Master of Science in Biology



Committee Chair

Thomas Tomasi


little brown bat, Myotis lucifugus, White-Nose Syndrome, torpid metabolic rate, body temperature, leptin

Subject Categories



White-Nose Syndrome (WNS) is a large-scale epidemic that is killing cave-dwelling bats in the eastern United States during the winter. Even though the ultimate cause of death is probably related to a fungal infection, the proximal cause seems to be depletion of fat reserves before hibernation is over. I hypothesized that little brown bats (Myotis lucifugus) affected with WNS have shallower torpor depth and elevated torpid metabolic rates than unaffected bats. Body temperatures (with iBBat temperature-sensitive dataloggers) and oxygen consumption rates were measured throughout the 2008-2009 hibernation season at a Williams Lake Hotel mine in NY, at Woodward Cave in PA, and at Brooks Cave on Ft. Leonard Wood military base in MO. Fat reserves were also measured indirectly by body mass and serum leptin levels (via RIA). The metabolic rates of bats in NY were two to three times higher that of bats in PA (P < 0.0005).
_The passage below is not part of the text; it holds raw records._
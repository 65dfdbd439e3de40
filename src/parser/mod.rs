pub mod default;

use thiserror::Error;

use crate::ast::{Pipeline, RedirectKind};
use crate::lexer::LexError;

pub use default::DefaultParser;

pub trait Parser {
    fn parse(&mut self) -> Result<Pipeline, ParseError>;
}

#[derive(Debug, Clone, PartialEq, Eq, Error)]
pub enum SyntaxError {
    #[error("too many commands in pipeline (at most {max})")]
    TooManyStages { max: usize },
    #[error("too many arguments (at most {max})")]
    TooManyArguments { max: usize },
    #[error("missing file name after '{}'", .0.symbol())]
    MissingRedirectTarget(RedirectKind),
    #[error("more than one '{}' redirection for one command", .0.symbol())]
    DuplicateRedirection(RedirectKind),
    #[error("'{}' redirection is not allowed on command {}", .kind.symbol(), .stage + 1)]
    MisplacedRedirection { kind: RedirectKind, stage: usize },
    #[error("missing command at position {}", .stage + 1)]
    EmptyCommand { stage: usize },
    #[error("unexpected token '{0}'")]
    UnexpectedToken(String),
}

#[derive(Debug, Clone, PartialEq, Eq, Error)]
pub enum ParseError {
    #[error("lexical error: {0}")]
    Lex(#[from] LexError),
    #[error("syntax error: {0}")]
    Syntax(#[from] SyntaxError),
}
use nix::errno::Errno;
use thiserror::Error;

use crate::ast::Pipeline;
use crate::environment::Environment;

/// Exit status of the last stage of the pipeline.
pub type ExecStatus = Result<i32, ExecError>;

/// Failures of the interpreter itself. A child that cannot open a
/// redirection or exec its program is not an error here, it just exits
/// with a non-zero status.
#[derive(Debug, Error)]
pub enum ExecError {
    #[error("cannot create pipe: {0}")]
    Pipe(#[source] Errno),
    #[error("cannot fork: {0}")]
    Spawn(#[source] Errno),
    #[error("waiting for pid {pid} failed: {source}")]
    Wait { pid: i32, source: Errno },
    #[error("invalid argument: {0}")]
    InvalidArgument(String),
}

pub trait Executor {
    fn exec(&mut self, pipeline: &Pipeline, env: &mut Environment) -> ExecStatus;
}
Torpid metabolic rates of bats in PA were similar to rates measured in other bat species. This is consistent with my hypothesis, even though WNS was detected in Woodward Cave by March 2009. Bats in MO had intermediate rates of metabolism, possibly due to geographic differences. I estimate that the higher metabolic rates during torpor (not accounting for changes in arousal patterns) in NY bats would utilize an additional 0.7 grams of fat over the winter and this may be part of the reason why affected bats are starving to death. Body mass and leptin concentrations are correlated (P = 0.040) and decreased throughout hibernation as expected.